== PROVIDED MATERIAL ==

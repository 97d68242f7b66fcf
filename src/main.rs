//! Ember Compiler — compiles a loader-delivered compute graph into an NVM
//! image plus generated declarations for the intermittent inference runtime.

use std::fs::{self, File};
use std::io::{BufWriter, Write};
use std::path::PathBuf;

use anyhow::{Context, Result};
use clap::{ArgGroup, Parser};

use emberc::codegen::{self, CodegenInfo};
use emberc::config::{DeviceConfig, ModelConfig, RecoveryMethod, Target};
use emberc::graph::{Graph, SampleSet};
use emberc::normalize;
use emberc::nvm_format::ImageBuilder;
use emberc::tiling;

#[derive(Parser, Debug)]
#[command(name = "emberc")]
#[command(about = "Compile a compute graph to an NVM image for intermittently-powered MCUs")]
#[command(version)]
#[command(group(ArgGroup::new("method").required(true)))]
struct Args {
    /// Input graph JSON produced by the model loader
    #[arg(long)]
    graph: PathBuf,

    /// Test samples JSON produced by the dataset tooling
    #[arg(long)]
    samples: PathBuf,

    /// Deployment configuration JSON
    #[arg(long)]
    config: PathBuf,

    /// Target device
    #[arg(long, value_enum)]
    target: Target,

    /// Plain layout without crash recovery
    #[arg(long, group = "method")]
    baseline: bool,

    /// Recovery via per-node footprint counters
    #[arg(long, group = "method")]
    hawaii: bool,

    /// Recovery via footprint elements in intermediate values
    #[arg(long, group = "method")]
    japari: bool,

    /// Recovery via per-slot state bits and turning points
    #[arg(long, group = "method")]
    stateful: bool,

    #[arg(long, default_value = "4")]
    batch_size: usize,

    /// Embed the full test set instead of the default subset
    #[arg(long)]
    all_samples: bool,

    /// Interleave bias values into convolution filter payloads
    #[arg(long)]
    merge_bias: bool,

    /// Output directory
    #[arg(long, default_value = "build")]
    out_dir: PathBuf,

    /// Verbose output
    #[arg(short, long)]
    verbose: bool,
}

impl Args {
    fn method(&self) -> RecoveryMethod {
        if self.hawaii {
            RecoveryMethod::Hawaii
        } else if self.japari {
            RecoveryMethod::Japari
        } else if self.stateful {
            RecoveryMethod::Stateful
        } else {
            RecoveryMethod::Baseline
        }
    }
}

fn main() -> Result<()> {
    let args = Args::parse();

    println!("Ember Compiler v{}", env!("CARGO_PKG_VERSION"));
    println!("Graph:  {}", args.graph.display());
    println!("Output: {}", args.out_dir.display());
    println!();

    println!("Loading graph...");
    let mut graph = Graph::load(&args.graph)?;
    let samples = SampleSet::load(&args.samples)?;
    let model = ModelConfig::load(&args.config)?;
    let cfg = DeviceConfig::new(
        args.target,
        args.method(),
        args.batch_size,
        args.all_samples,
        args.merge_bias,
        model,
    );

    if args.verbose {
        graph.print_summary();
        println!();
    }

    println!("Normalizing graph...");
    let mut norm = normalize::normalize(&mut graph)?;
    println!("Input and constant tensors: {}", norm.n_input);

    println!("Planning tile sizes...");
    tiling::plan(&mut norm, &graph, &cfg)?;
    let nodes = normalize::freeze(&norm)?;

    println!("Writing NVM image...");
    let out = ImageBuilder::new(&cfg, &graph, &norm, &nodes, &samples, args.verbose).build()?;

    let decls = codegen::generate(&CodegenInfo {
        cfg: &cfg,
        ops: &norm.ops,
        image: &out.image,
        n_input: norm.n_input,
        num_inputs: out.num_inputs,
        model_nodes_len: nodes.len(),
    });

    fs::create_dir_all(&args.out_dir)
        .with_context(|| format!("Failed to create output directory {}", args.out_dir.display()))?;
    let image_path = args.out_dir.join("model.bin");
    let file = File::create(&image_path)
        .with_context(|| format!("Failed to create {}", image_path.display()))?;
    let mut writer = BufWriter::new(file);
    out.image.write_to(&mut writer)?;
    writer.flush()?;
    fs::write(args.out_dir.join("samples.bin"), &out.image.samples)?;
    fs::write(args.out_dir.join("data.h"), &decls.header)?;
    fs::write(args.out_dir.join("data.cpp"), &decls.source)?;

    let reserved = cfg.model.num_slots as usize * cfg.model.intermediate_values_size;
    let total = out.image.total_len() + reserved;
    println!("\nCompilation complete!");
    println!("  Nodes:      {}", nodes.len());
    println!("  Operators:  {}", norm.ops.len());
    println!("  Parameters: {} bytes", out.image.parameters.len());
    println!(
        "  Samples:    {} ({} bytes)",
        cfg.n_samples.min(samples.images.len()),
        out.image.samples.len()
    );
    println!(
        "  NVM usage:  {} of {} bytes ({:.1}%)",
        total,
        cfg.nvm_size,
        total as f64 / cfg.nvm_size as f64 * 100.0
    );
    let overflows = out.diagnostics.overflows().len();
    if overflows > 0 {
        println!("  Quantization overflows: {}", overflows);
    }

    Ok(())
}
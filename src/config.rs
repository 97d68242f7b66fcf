//! Deployment configuration, resolved once at startup and threaded through
//! every stage as an immutable value.

use std::fs;
use std::path::Path;

use anyhow::{Context, Result};
use clap::ValueEnum;
use serde::Deserialize;

/// External FRAM capacity in bytes.
pub const NVM_SIZE: usize = 512 * 1024;
pub const NODE_NAME_LEN: usize = 60;
/// Trailing bytes in a parameter record, kept for memory alignment.
pub const EXTRA_INFO_LEN: usize = 3;
pub const TURNING_POINTS_LEN: usize = 8;
/// Used by the convolution scratch layout.
pub const TEMP_FILTER_WIDTH: usize = 1;
/// Length of the processing-state buffer on ARM targets.
pub const ARM_PSTATE_LEN: usize = 8704;
pub const DEFAULT_N_SAMPLES: usize = 20;
pub const DEFAULT_TILE_C: usize = 4;
pub const DEFAULT_TILE_H: usize = 8;

#[derive(Debug, Clone, Copy, PartialEq, Eq, ValueEnum)]
pub enum Target {
    Msp430,
    Msp432,
}

impl Target {
    /// Usable elements in the on-chip scratch buffer.
    pub fn scratch_buffer_size(self) -> usize {
        match self {
            // (4096 - LEASTACK - 2 * MAC params) / sizeof(int16_t)
            Target::Msp430 => 1884,
            Target::Msp432 => 18000,
        }
    }

    pub fn use_arm_cmsis(self) -> bool {
        matches!(self, Target::Msp432)
    }

    pub fn as_str(self) -> &'static str {
        match self {
            Target::Msp430 => "msp430",
            Target::Msp432 => "msp432",
        }
    }
}

/// Crash-recovery discipline the produced image is laid out for.
#[derive(Debug, Clone, Copy, PartialEq, Eq)]
pub enum RecoveryMethod {
    Baseline,
    Hawaii,
    Japari,
    Stateful,
}

impl RecoveryMethod {
    pub fn is_intermittent(self) -> bool {
        !matches!(self, RecoveryMethod::Baseline)
    }

    /// Disciplines that track per-slot turning points in the model header.
    pub fn indirect_recovery(self) -> bool {
        matches!(self, RecoveryMethod::Stateful | RecoveryMethod::Japari)
    }

    /// Disciplines that append footprint counters to each node record.
    pub fn node_footprints(self) -> bool {
        matches!(self, RecoveryMethod::Hawaii)
    }

    pub fn as_str(self) -> &'static str {
        match self {
            RecoveryMethod::Baseline => "Baseline",
            RecoveryMethod::Hawaii => "HAWAII",
            RecoveryMethod::Japari => "JAPARI",
            RecoveryMethod::Stateful => "STATEFUL",
        }
    }
}

/// Per-model deployment parameters, read from a JSON file.
#[derive(Debug, Clone, Deserialize)]
pub struct ModelConfig {
    /// Config name, echoed into the generated declarations.
    pub name: String,
    /// Divisor applied to parameters before Q15 conversion.
    pub scale: u16,
    /// Divisor applied to input samples before Q15 conversion.
    pub input_scale: u16,
    pub num_slots: u8,
    /// Per-slot budget for intermediate values, in bytes.
    pub intermediate_values_size: usize,
    /// Minimum tile granularity of the target's vector ops.
    pub op_filters: usize,
    /// Dims of one input sample, e.g. `[1, 28, 28]`.
    pub sample_size: Vec<usize>,
    pub n_all_samples: usize,
    #[serde(default)]
    pub first_sample_outputs: Vec<f64>,
    #[serde(default)]
    pub fp32_accuracy: f64,
}

impl ModelConfig {
    pub fn load<P: AsRef<Path>>(path: P) -> Result<Self> {
        let data = fs::read_to_string(path.as_ref())
            .with_context(|| format!("Failed to read config file {}", path.as_ref().display()))?;
        serde_json::from_str(&data).context("Failed to parse config JSON")
    }

    /// Bytes of one quantized sample (Q15 is 16-bit).
    pub fn sample_bytes(&self) -> usize {
        2 * self.sample_size.iter().product::<usize>()
    }
}

/// Everything the pipeline needs to know about the target device and the
/// chosen deployment, fixed for the whole run.
#[derive(Debug, Clone)]
pub struct DeviceConfig {
    pub target: Target,
    pub method: RecoveryMethod,
    pub batch_size: usize,
    pub scratch_buffer_size: usize,
    pub nvm_size: usize,
    pub n_samples: usize,
    pub merge_bias: bool,
    pub model: ModelConfig,
}

impl DeviceConfig {
    pub fn new(
        target: Target,
        method: RecoveryMethod,
        batch_size: usize,
        all_samples: bool,
        merge_bias: bool,
        mut model: ModelConfig,
    ) -> Self {
        if method == RecoveryMethod::Japari {
            // Footprint elements double the intermediate storage need.
            model.intermediate_values_size *= 2;
        }
        let mut nvm_size = NVM_SIZE;
        let n_samples = if all_samples {
            nvm_size += model.n_all_samples * model.sample_bytes();
            model.n_all_samples
        } else {
            DEFAULT_N_SAMPLES
        };
        DeviceConfig {
            target,
            method,
            batch_size,
            scratch_buffer_size: target.scratch_buffer_size(),
            nvm_size,
            n_samples,
            merge_bias,
            model,
        }
    }
}
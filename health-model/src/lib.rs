pub mod access;
pub mod county;
pub mod symptoms;

pub use access::{AccessRule, AccessRuleEntry, UinOverride};
pub use county::{County, CountyStatus, Guideline, GuidelineItem};
pub use manual_test::{EManualTest, ManualTestStatus};
pub use symptoms::{CRules, SymptomGroup, Symptoms};
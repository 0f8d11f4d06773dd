use serde::{Deserialize, Serialize};
use std::path::PathBuf;

/// Startup seed content.
#[derive(Debug, Clone, Deserialize, Serialize)]
pub struct SeedsConfig {
    /// Directory holding the seed assets (`symptoms_<version>.json`, `rules_<version>.json`).
    /// TOML: `seeds.dir`. Default: `./seeds`.
    #[serde(default = "default_dir")]
    pub dir: PathBuf,

    /// App versions whose symptom definitions must exist.
    /// TOML: `seeds.symptom_versions`. Default: `["2.6"]`.
    #[serde(default = "default_symptom_versions")]
    pub symptom_versions: Vec<String>,

    /// County-scoped rule sets that must exist.
    /// TOML: `seeds.region_rules`. Default: `[{ app_version = "2.6", county = "Champaign" }]`.
    #[serde(default = "default_region_rules")]
    pub region_rules: Vec<RegionRuleSeed>,

    /// Names of the legacy symptom groups created when that collection is empty.
    /// TOML: `seeds.symptom_groups`. Default: `["gr1", "gr2"]`.
    #[serde(default = "default_symptom_groups")]
    pub symptom_groups: Vec<String>,
}

#[derive(Debug, Clone, Deserialize, Serialize, PartialEq, Eq)]
#[serde(deny_unknown_fields)]
pub struct RegionRuleSeed {
    pub app_version: String,
    /// County name, resolved to its id at seed time.
    pub county: String,
}

impl Default for SeedsConfig {
    fn default() -> Self {
        Self {
            dir: default_dir(),
            symptom_versions: default_symptom_versions(),
            region_rules: default_region_rules(),
            symptom_groups: default_symptom_groups(),
        }
    }
}

impl SeedsConfig {
    /// No seed content at all; only indexes and pruning run.
    pub fn none() -> Self {
        Self {
            dir: default_dir(),
            symptom_versions: Vec::new(),
            region_rules: Vec::new(),
            symptom_groups: Vec::new(),
        }
    }
}

fn default_dir() -> PathBuf {
    PathBuf::from("./seeds")
}

fn default_symptom_versions() -> Vec<String> {
    vec!["2.6".to_string()]
}

fn default_region_rules() -> Vec<RegionRuleSeed> {
    vec![RegionRuleSeed {
        app_version: "2.6".to_string(),
        county: "Champaign".to_string(),
    }]
}

fn default_symptom_groups() -> Vec<String> {
    vec!["gr1".to_string(), "gr2".to_string()]
}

===

▸ WHAT TO DO: Exactly the lines from the start of the entries through the one bearing "#[command(version)]" are to be output, with both ends included.

▸ ANSWER FOR THE TASK:
repository 97d68242f7b66fcf
filename src/main.rs
//! Ember Compiler — compiles a loader-delivered compute graph into an NVM
//! image plus generated declarations for the intermittent inference runtime.

use std::fs::{self, File};
use std::io::{BufWriter, Write};
use std::path::PathBuf;

use anyhow::{Context, Result};
use clap::{ArgGroup, Parser};

use emberc::codegen::{self, CodegenInfo};
use emberc::config::{DeviceConfig, ModelConfig, RecoveryMethod, Target};
use emberc::graph::{Graph, SampleSet};
use emberc::normalize;
use emberc::nvm_format::ImageBuilder;
use emberc::tiling;

#[derive(Parser, Debug)]
#[command(name = "emberc")]
#[command(about = "Compile a compute graph to an NVM image for intermittently-powered MCUs")]
#[command(version)]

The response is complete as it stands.